**TASK:**
Read the lines of the data below and retrieve those with "tempfile".

·····

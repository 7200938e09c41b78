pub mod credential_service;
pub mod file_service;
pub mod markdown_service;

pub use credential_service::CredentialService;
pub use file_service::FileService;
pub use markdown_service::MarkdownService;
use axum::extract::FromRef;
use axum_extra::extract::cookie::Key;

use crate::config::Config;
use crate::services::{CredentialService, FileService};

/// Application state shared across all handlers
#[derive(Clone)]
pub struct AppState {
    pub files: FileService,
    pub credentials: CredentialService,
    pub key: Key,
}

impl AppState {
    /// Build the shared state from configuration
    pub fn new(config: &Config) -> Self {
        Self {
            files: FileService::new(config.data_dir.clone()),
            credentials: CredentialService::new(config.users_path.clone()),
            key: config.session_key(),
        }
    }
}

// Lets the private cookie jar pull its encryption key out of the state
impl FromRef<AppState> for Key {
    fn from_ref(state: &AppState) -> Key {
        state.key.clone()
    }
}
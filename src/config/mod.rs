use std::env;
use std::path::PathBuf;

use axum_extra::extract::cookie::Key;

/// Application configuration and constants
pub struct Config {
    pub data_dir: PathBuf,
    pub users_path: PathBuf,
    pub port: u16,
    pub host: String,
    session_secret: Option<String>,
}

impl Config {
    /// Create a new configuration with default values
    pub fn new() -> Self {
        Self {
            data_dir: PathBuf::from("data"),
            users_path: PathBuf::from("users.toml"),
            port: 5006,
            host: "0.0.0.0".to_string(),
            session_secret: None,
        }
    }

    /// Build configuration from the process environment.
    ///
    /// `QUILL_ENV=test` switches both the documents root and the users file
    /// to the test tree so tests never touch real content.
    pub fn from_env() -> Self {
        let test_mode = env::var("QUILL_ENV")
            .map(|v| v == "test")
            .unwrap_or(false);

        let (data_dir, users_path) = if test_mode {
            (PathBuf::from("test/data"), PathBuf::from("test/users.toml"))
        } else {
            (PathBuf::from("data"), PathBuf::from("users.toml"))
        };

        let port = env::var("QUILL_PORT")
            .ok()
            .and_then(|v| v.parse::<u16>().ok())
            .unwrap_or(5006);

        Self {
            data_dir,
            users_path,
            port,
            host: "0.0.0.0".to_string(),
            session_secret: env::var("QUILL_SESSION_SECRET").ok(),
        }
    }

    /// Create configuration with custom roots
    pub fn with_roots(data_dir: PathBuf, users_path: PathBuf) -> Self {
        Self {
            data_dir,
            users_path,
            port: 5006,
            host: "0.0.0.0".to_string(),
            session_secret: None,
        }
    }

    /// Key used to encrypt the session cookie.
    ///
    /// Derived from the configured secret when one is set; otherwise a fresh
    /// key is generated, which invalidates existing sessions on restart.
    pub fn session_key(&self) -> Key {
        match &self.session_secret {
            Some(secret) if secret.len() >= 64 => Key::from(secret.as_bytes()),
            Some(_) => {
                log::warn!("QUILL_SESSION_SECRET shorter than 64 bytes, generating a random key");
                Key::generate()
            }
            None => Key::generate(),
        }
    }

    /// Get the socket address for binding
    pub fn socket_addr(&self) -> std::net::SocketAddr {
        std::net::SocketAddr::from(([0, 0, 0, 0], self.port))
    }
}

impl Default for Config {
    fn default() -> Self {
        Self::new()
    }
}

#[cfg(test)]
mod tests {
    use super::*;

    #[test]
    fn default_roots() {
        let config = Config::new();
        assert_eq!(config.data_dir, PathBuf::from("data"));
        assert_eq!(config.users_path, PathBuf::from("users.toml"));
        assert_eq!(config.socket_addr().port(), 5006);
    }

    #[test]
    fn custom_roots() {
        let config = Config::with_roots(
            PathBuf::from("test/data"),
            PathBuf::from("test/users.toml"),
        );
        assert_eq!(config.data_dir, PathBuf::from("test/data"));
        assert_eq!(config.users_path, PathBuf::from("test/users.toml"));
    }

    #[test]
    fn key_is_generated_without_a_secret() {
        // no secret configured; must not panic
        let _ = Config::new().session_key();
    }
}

·····

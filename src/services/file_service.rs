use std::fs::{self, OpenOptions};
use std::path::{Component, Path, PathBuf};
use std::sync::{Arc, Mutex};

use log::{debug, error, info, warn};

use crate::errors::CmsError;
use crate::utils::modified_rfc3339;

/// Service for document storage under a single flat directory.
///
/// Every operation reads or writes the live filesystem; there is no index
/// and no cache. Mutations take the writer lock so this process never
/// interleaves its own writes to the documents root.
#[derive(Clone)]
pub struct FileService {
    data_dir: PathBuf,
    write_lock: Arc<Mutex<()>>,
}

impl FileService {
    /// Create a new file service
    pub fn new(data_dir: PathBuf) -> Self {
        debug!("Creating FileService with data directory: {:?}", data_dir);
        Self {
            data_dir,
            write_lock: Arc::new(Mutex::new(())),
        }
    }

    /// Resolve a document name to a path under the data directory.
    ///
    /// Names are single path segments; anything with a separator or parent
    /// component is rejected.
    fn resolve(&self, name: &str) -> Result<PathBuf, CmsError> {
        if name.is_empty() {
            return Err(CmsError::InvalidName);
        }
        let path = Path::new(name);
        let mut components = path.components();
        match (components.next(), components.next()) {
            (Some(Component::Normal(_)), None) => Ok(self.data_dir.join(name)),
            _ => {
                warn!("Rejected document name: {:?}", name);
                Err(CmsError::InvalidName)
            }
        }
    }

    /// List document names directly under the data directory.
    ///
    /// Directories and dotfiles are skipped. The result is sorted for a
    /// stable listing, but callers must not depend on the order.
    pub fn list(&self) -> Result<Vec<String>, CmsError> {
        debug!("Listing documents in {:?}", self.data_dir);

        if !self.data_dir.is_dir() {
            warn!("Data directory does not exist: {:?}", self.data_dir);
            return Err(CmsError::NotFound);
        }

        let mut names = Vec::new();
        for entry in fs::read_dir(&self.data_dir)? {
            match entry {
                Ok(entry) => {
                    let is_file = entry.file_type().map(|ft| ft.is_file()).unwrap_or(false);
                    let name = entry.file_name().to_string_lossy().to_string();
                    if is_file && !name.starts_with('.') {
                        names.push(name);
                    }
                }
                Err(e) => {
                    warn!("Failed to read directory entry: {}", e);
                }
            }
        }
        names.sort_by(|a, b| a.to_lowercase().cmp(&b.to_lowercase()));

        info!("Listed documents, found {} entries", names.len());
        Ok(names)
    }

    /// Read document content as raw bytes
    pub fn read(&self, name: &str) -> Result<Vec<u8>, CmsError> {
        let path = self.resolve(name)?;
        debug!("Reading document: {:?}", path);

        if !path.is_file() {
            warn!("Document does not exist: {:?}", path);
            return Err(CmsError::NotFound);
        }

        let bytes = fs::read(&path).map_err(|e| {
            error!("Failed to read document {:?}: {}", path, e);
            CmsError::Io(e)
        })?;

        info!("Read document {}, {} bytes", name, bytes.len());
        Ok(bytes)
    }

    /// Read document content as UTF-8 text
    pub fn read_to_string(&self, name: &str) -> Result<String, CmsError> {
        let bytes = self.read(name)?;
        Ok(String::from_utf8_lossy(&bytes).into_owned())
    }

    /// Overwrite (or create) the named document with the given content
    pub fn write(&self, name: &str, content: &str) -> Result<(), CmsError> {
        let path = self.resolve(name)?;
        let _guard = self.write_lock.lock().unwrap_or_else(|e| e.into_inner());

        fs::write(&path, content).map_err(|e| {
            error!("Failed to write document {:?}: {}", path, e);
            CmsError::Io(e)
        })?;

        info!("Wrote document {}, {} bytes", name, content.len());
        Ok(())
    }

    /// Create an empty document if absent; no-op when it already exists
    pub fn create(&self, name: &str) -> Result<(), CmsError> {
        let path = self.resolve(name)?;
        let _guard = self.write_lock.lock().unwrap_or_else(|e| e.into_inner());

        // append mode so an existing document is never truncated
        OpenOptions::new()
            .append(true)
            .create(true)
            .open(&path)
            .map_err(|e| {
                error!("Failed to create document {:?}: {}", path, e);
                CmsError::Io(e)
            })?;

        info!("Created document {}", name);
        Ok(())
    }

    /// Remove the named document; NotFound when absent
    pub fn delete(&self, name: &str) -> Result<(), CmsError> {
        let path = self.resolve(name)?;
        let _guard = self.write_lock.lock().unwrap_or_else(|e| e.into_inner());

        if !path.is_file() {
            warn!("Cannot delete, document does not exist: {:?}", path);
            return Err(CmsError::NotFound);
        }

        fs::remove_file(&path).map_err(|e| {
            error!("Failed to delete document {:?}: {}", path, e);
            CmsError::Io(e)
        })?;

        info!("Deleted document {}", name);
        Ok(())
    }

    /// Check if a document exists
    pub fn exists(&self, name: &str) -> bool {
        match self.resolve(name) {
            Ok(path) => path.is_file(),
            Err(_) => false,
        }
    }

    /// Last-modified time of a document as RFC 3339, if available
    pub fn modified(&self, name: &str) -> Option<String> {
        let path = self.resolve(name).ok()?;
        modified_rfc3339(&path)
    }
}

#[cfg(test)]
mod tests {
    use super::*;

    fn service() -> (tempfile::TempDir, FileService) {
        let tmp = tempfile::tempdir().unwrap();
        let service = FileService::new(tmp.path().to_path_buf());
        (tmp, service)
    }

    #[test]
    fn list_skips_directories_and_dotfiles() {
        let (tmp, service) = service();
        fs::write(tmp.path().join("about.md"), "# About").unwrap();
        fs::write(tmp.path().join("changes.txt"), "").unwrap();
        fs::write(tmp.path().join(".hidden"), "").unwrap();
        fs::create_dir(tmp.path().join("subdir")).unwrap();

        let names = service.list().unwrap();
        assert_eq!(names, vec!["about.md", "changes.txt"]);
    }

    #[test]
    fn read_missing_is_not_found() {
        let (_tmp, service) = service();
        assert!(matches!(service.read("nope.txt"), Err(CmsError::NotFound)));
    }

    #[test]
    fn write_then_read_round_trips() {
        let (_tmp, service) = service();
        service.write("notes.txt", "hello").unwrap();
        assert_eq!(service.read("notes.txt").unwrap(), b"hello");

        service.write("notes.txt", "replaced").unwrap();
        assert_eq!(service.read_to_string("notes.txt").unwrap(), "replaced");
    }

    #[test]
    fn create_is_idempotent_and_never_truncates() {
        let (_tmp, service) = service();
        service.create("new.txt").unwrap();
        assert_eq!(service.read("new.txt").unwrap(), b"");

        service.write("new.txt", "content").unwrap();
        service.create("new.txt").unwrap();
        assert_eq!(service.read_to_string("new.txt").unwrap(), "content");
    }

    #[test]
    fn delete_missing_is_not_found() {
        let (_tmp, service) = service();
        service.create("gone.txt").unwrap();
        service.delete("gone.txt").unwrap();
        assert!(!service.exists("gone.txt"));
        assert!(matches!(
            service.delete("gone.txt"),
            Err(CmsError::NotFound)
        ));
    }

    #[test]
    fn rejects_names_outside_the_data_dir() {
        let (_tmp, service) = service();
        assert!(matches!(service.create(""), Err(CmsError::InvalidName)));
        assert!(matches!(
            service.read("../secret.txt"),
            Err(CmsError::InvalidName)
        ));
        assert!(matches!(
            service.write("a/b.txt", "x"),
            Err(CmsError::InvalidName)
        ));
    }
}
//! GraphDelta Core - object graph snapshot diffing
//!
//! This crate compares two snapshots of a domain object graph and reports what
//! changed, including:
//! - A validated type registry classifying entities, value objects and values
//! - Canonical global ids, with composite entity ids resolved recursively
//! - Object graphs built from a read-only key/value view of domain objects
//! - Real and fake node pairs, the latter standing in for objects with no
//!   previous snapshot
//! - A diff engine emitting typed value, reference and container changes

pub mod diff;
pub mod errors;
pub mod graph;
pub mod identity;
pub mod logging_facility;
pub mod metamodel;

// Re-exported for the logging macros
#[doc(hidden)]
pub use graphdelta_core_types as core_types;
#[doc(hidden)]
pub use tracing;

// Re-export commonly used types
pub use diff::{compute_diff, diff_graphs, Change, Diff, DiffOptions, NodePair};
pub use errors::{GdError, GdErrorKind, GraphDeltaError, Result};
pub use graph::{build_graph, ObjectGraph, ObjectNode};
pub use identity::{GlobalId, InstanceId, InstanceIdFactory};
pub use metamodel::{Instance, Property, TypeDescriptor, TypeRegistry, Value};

·····

**TASK OUTPUT:**
    fn service() -> (tempfile::TempDir, FileService) {
        let tmp = tempfile::tempdir().unwrap();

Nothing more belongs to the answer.